Adomas’s work addresses one of the most pressing challenges in remote sensing: capturing crop phenology—the timing of key plant growth stages—in diverse and dynamic smallholder farming systems. These systems, which dominate much of East Africa, are highly sensitive to climate variability, rainfall dependency, and biotic stressors such as pests and diseases. With the agricultural calendar shifting due to climate pressures, Adomas’s research offers critical tools for monitoring and adaptation.
🌱 What Did He Do?
Adomas developed a novel, high-resolution vegetation monitoring approach that harmonizes data from Sentinel-2 and Landsat 7, 8, and 9, unlocking the ability to generate dense NDVI (Normalized Difference Vegetation Index) time series with cloud-based processing. This fusion enabled precise detection of growing season dynamics in places where conventional monitoring falls short.
In Uganda’s Kamuli district, his method captured clear planting and harvesting windows for 2022. But his work didn’t stop at calendar dates—it dug deeper into resilience metrics..

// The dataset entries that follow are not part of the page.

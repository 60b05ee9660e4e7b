//! Common error types for cinemetrics

use thiserror::Error;

/// Common result type for cinemetrics operations
pub type Result<T> = std::result::Result<T, Error>;

/// Common error types across the cinemetrics crates
#[derive(Error, Debug)]
pub enum Error {
    /// I/O operation error (wraps std::io::Error)
    #[error("IO error: {0}")]
    Io(#[from] std::io::Error),

    /// JSON encode/decode error (catalog snapshot, ID cache)
    #[error("JSON error: {0}")]
    Json(#[from] serde_json::Error),

    /// TOML parse error
    #[error("TOML error: {0}")]
    Toml(#[from] toml::de::Error),

    /// Configuration loading or validation error
    #[error("Configuration error: {0}")]
    Config(String),

    /// Requested resource not found
    #[error("Not found: {0}")]
    NotFound(String),

    /// Internal error
    #[error("Internal error: {0}")]
    Internal(String),
}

🌾 From Uganda to Kenya: Mapping Resilience with Satellites
Transferring the methodology to Southwestern Kenya, Adomas compared conventional maize monoculture with the Push-Pull intercropping system—a climate-smart, pest-resistant agricultural practice. His analysis across 15 growing seasons and 58 field sites revealed that Push-Pull systems not only weathered harsh conditions better but also exhibited higher NDVI peaks and longer growing seasons, even during locust invasions and armyworm outbreaks.
These insights represent a first-of-its-kind use of satellite data to measure the agroecological resilience of alternative farming practices at scale. It’s a pioneering step toward integrating Earth Observation with sustainable agricultural development.
🌳 Bridging Ecosystems: From Africa to Bavaria
To test the flexibility of his method, Adomas applied it to forest understory phenology in Upper Franconia, Germany, comparing satellite data with on-the-ground camera trap observations. The results? Strong alignment—proving his technique’s adaptability beyond croplands and across continents.
📡 Why It Matters
Adomas’s thesis is more than a technical achievement—it’s a vision for agriculture and ecosystem monitoring in the age of climate change. His work equips researchers, policymakers, and farmers with scalable tools for understanding when, where, and how vegetation responds to environmental stress.
By blending fieldwork, cloud computing, and satellite data, he has created a pathway for more resilient, data-driven agriculture—from small farms in East Africa to managed forests in Europe.
🎉 Please join us in congratulating Dr. Adomas Liepa for this remarkable accomplishment and contribution to the field of Earth Observation and agricultural sustainability. We look forward to seeing where his research takes him—and all of us—next!